| WHAT IS EXPECTED |
Word for word, repeat all of the entries.

Stored dataset items
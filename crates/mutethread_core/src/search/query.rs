//! Tag-oriented query language.
//!
//! # Responsibility
//! - Parse notmuch-style query strings into an expression tree.
//! - Compile expressions into parameterized SQL predicates over `messages`.
//!
//! The grammar is built on [`chumsky`] combinators.
//!
//! # Invariants
//! - User text only ever reaches SQL through bind values.
//! - Operator precedence is `NOT > AND > OR`; juxtaposition means `AND`.
//! - Operators are recognized case-insensitively and only when unquoted.
//! - A parenthesized group is never merged into the enclosing `AND`.

use chumsky::prelude::*;
use rusqlite::types::Value;
use std::error::Error;
use std::fmt::{Display, Formatter};

/// Result type for query parsing.
pub type QueryResult<T> = Result<T, QueryError>;

/// Malformed query syntax.
#[derive(Debug, Clone, PartialEq, Eq)]
pub enum QueryError {
    /// Query has no terms.
    Empty,
    /// `(` without `)` or the reverse; position is a byte offset.
    UnbalancedParen { position: usize },
    /// Operator keyword where a term was expected.
    UnexpectedOperator { operator: String, position: usize },
    /// Query ends where a term was expected.
    UnexpectedEnd,
    /// `name:value` with an unsupported `name`.
    UnknownPrefix { prefix: String, position: usize },
    /// `name:` with nothing after it.
    EmptyValue { prefix: String, position: usize },
    /// `"` without its closing partner.
    UnterminatedQuote { position: usize },
}

impl Display for QueryError {
    fn fmt(&self, f: &mut Formatter<'_>) -> std::fmt::Result {
        match self {
            Self::Empty => write!(f, "query is empty"),
            Self::UnbalancedParen { position } => {
                write!(f, "unbalanced parenthesis at offset {position}")
            }
            Self::UnexpectedOperator { operator, position } => {
                write!(f, "unexpected operator `{operator}` at offset {position}")
            }
            Self::UnexpectedEnd => write!(f, "query ends where a term was expected"),
            Self::UnknownPrefix { prefix, position } => {
                write!(f, "unknown prefix `{prefix}:` at offset {position}")
            }
            Self::EmptyValue { prefix, position } => {
                write!(f, "empty value for `{prefix}:` at offset {position}")
            }
            Self::UnterminatedQuote { position } => {
                write!(f, "unterminated quote starting at offset {position}")
            }
        }
    }
}

impl Error for QueryError {}

/// Header fields addressable from queries.
#[derive(Debug, Clone, Copy, PartialEq, Eq)]
pub enum HeaderField {
    From,
    To,
    Cc,
    Subject,
}

impl HeaderField {
    pub fn header_name(self) -> &'static str {
        match self {
            Self::From => "From",
            Self::To => "To",
            Self::Cc => "Cc",
            Self::Subject => "Subject",
        }
    }
}

/// One leaf predicate.
#[derive(Debug, Clone, PartialEq, Eq)]
pub enum Term {
    /// `*`: every message.
    All,
    /// `tag:<name>`: exact tag name.
    Tag(String),
    /// `from:`/`to:`/`cc:`/`subject:` substring match.
    Header { field: HeaderField, value: String },
    /// `id:<message-id>`: exact RFC 5322 Message-ID.
    MessageId(String),
    /// `thread:<id>`: exact store thread id.
    Thread(String),
    /// Bare word: subject substring match.
    Text(String),
}

/// Parsed query expression.
#[derive(Debug, Clone, PartialEq, Eq)]
pub enum Expr {
    Term(Term),
    Not(Box<Expr>),
    And(Vec<Expr>),
    Or(Vec<Expr>),
}

/// A parsed query, ready to be compiled against the store schema.
#[derive(Debug, Clone, PartialEq, Eq)]
pub struct Query {
    expr: Expr,
    // Top level is a bare `AND` chain rather than a parenthesized group.
    conjunctive: bool,
}

impl Query {
    /// Parses query text.
    ///
    /// # Errors
    /// - Returns [`QueryError`] for any malformed syntax.
    pub fn parse(text: &str) -> QueryResult<Self> {
        if text.trim().is_empty() {
            return Err(QueryError::Empty);
        }
        let node = query().parse(text).into_result().map_err(|errs| {
            let offset = errs.first().map_or(text.len(), |err| err.span().start);
            syntax_error(text, offset)
        })?;
        let conjunctive = matches!(node, Node::And(_));
        Ok(Self {
            expr: lower(node)?,
            conjunctive,
        })
    }

    pub fn expr(&self) -> &Expr {
        &self.expr
    }

    /// Top-level `AND` operands; a single expression otherwise.
    ///
    /// A parenthesized group stays one operand.
    pub fn conjuncts(&self) -> Vec<&Expr> {
        match &self.expr {
            Expr::And(items) if self.conjunctive => items.iter().collect(),
            other => vec![other],
        }
    }
}

/// Compiles `expr` into a boolean SQL predicate over rows of `messages`
/// aliased as `alias`, appending bind values in placeholder order.
pub(crate) fn compile_predicate(expr: &Expr, alias: &str, binds: &mut Vec<Value>) -> String {
    match expr {
        Expr::Term(term) => compile_term(term, alias, binds),
        Expr::Not(inner) => format!("NOT ({})", compile_predicate(inner, alias, binds)),
        Expr::And(items) => join_compiled(items, " AND ", alias, binds),
        Expr::Or(items) => join_compiled(items, " OR ", alias, binds),
    }
}

fn join_compiled(items: &[Expr], separator: &str, alias: &str, binds: &mut Vec<Value>) -> String {
    let parts = items
        .iter()
        .map(|item| format!("({})", compile_predicate(item, alias, binds)))
        .collect::<Vec<_>>();
    parts.join(separator)
}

| SOLUTION TO THIS EXERCISE |
filename crates/mutethread_core/src/search/query.rs
//! Tag-oriented query language.
//!
//! # Responsibility
//! - Parse notmuch-style query strings into an expression tree.
//! - Compile expressions into parameterized SQL predicates over `messages`.
//!
//! The grammar is built on [`chumsky`] combinators.
//!
//! # Invariants
//! - User text only ever reaches SQL through bind values.
//! - Operator precedence is `NOT > AND > OR`; juxtaposition means `AND`.
//! - Operators are recognized case-insensitively and only when unquoted.
//! - A parenthesized group is never merged into the enclosing `AND`.

use chumsky::prelude::*;
use rusqlite::types::Value;
use std::error::Error;
use std::fmt::{Display, Formatter};

/// Result type for query parsing.
pub type QueryResult<T> = Result<T, QueryError>;

/// Malformed query syntax.
#[derive(Debug, Clone, PartialEq, Eq)]
pub enum QueryError {
    /// Query has no terms.
    Empty,
    /// `(` without `)` or the reverse; position is a byte offset.
    UnbalancedParen { position: usize },
    /// Operator keyword where a term was expected.
    UnexpectedOperator { operator: String, position: usize },
    /// Query ends where a term was expected.
    UnexpectedEnd,
    /// `name:value` with an unsupported `name`.
    UnknownPrefix { prefix: String, position: usize },
    /// `name:` with nothing after it.
    EmptyValue { prefix: String, position: usize },
    /// `"` without its closing partner.
    UnterminatedQuote { position: usize },
}

impl Display for QueryError {
    fn fmt(&self, f: &mut Formatter<'_>) -> std::fmt::Result {
        match self {
            Self::Empty => write!(f, "query is empty"),
            Self::UnbalancedParen { position } => {
                write!(f, "unbalanced parenthesis at offset {position}")
            }
            Self::UnexpectedOperator { operator, position } => {
                write!(f, "unexpected operator `{operator}` at offset {position}")
            }
            Self::UnexpectedEnd => write!(f, "query ends where a term was expected"),
            Self::UnknownPrefix { prefix, position } => {
                write!(f, "unknown prefix `{prefix}:` at offset {position}")
            }
            Self::EmptyValue { prefix, position } => {
                write!(f, "empty value for `{prefix}:` at offset {position}")
            }
            Self::UnterminatedQuote { position } => {
                write!(f, "unterminated quote starting at offset {position}")
            }
        }
    }
}

impl Error for QueryError {}

/// Header fields addressable from queries.
#[derive(Debug, Clone, Copy, PartialEq, Eq)]
pub enum HeaderField {
    From,
    To,
    Cc,
    Subject,
}

impl HeaderField {
    pub fn header_name(self) -> &'static str {
        match self {
            Self::From => "From",
            Self::To => "To",
            Self::Cc => "Cc",
            Self::Subject => "Subject",
        }
    }
}

/// One leaf predicate.
#[derive(Debug, Clone, PartialEq, Eq)]
pub enum Term {
    /// `*`: every message.
    All,
    /// `tag:<name>`: exact tag name.
    Tag(String),
    /// `from:`/`to:`/`cc:`/`subject:` substring match.
    Header { field: HeaderField, value: String },
    /// `id:<message-id>`: exact RFC 5322 Message-ID.
    MessageId(String),
    /// `thread:<id>`: exact store thread id.
    Thread(String),
    /// Bare word: subject substring match.
    Text(String),
}

/// Parsed query expression.
#[derive(Debug, Clone, PartialEq, Eq)]
pub enum Expr {
    Term(Term),
    Not(Box<Expr>),
    And(Vec<Expr>),
    Or(Vec<Expr>),
}

/// A parsed query, ready to be compiled against the store schema.
#[derive(Debug, Clone, PartialEq, Eq)]
pub struct Query {
    expr: Expr,
    // Top level is a bare `AND` chain rather than a parenthesized group.
    conjunctive: bool,
}

impl Query {
    /// Parses query text.
    ///
    /// # Errors
    /// - Returns [`QueryError`] for any malformed syntax.
    pub fn parse(text: &str) -> QueryResult<Self> {
        if text.trim().is_empty() {
            return Err(QueryError::Empty);
        }
        let node = query().parse(text).into_result().map_err(|errs| {
            let offset = errs.first().map_or(text.len(), |err| err.span().start);
            syntax_error(text, offset)
        })?;
        let conjunctive = matches!(node, Node::And(_));
        Ok(Self {
            expr: lower(node)?,
            conjunctive,
        })
    }

    pub fn expr(&self) -> &Expr {
        &self.expr
    }

    /// Top-level `AND` operands; a single expression otherwise.
    ///
    /// A parenthesized group stays one operand.
    pub fn conjuncts(&self) -> Vec<&Expr> {
        match &self.expr {
            Expr::And(items) if self.conjunctive => items.iter().collect(),
            other => vec![other],
        }
    }
}

/// Compiles `expr` into a boolean SQL predicate over rows of `messages`
/// aliased as `alias`, appending bind values in placeholder order.
pub(crate) fn compile_predicate(expr: &Expr, alias: &str, binds: &mut Vec<Value>) -> String {
    match expr {
        Expr::Term(term) => compile_term(term, alias, binds),
        Expr::Not(inner) => format!("NOT ({})", compile_predicate(inner, alias, binds)),
        Expr::And(items) => join_compiled(items, " AND ", alias, binds),
        Expr::Or(items) => join_compiled(items, " OR ", alias, binds),
    }
}

fn join_compiled(items: &[Expr], separator: &str, alias: &str, binds: &mut Vec<Value>) -> String {
    let parts = items
        .iter()
        .map(|item| format!("({})", compile_predicate(item, alias, binds)))
        .collect::<Vec<_>>();
    parts.join(separator)
}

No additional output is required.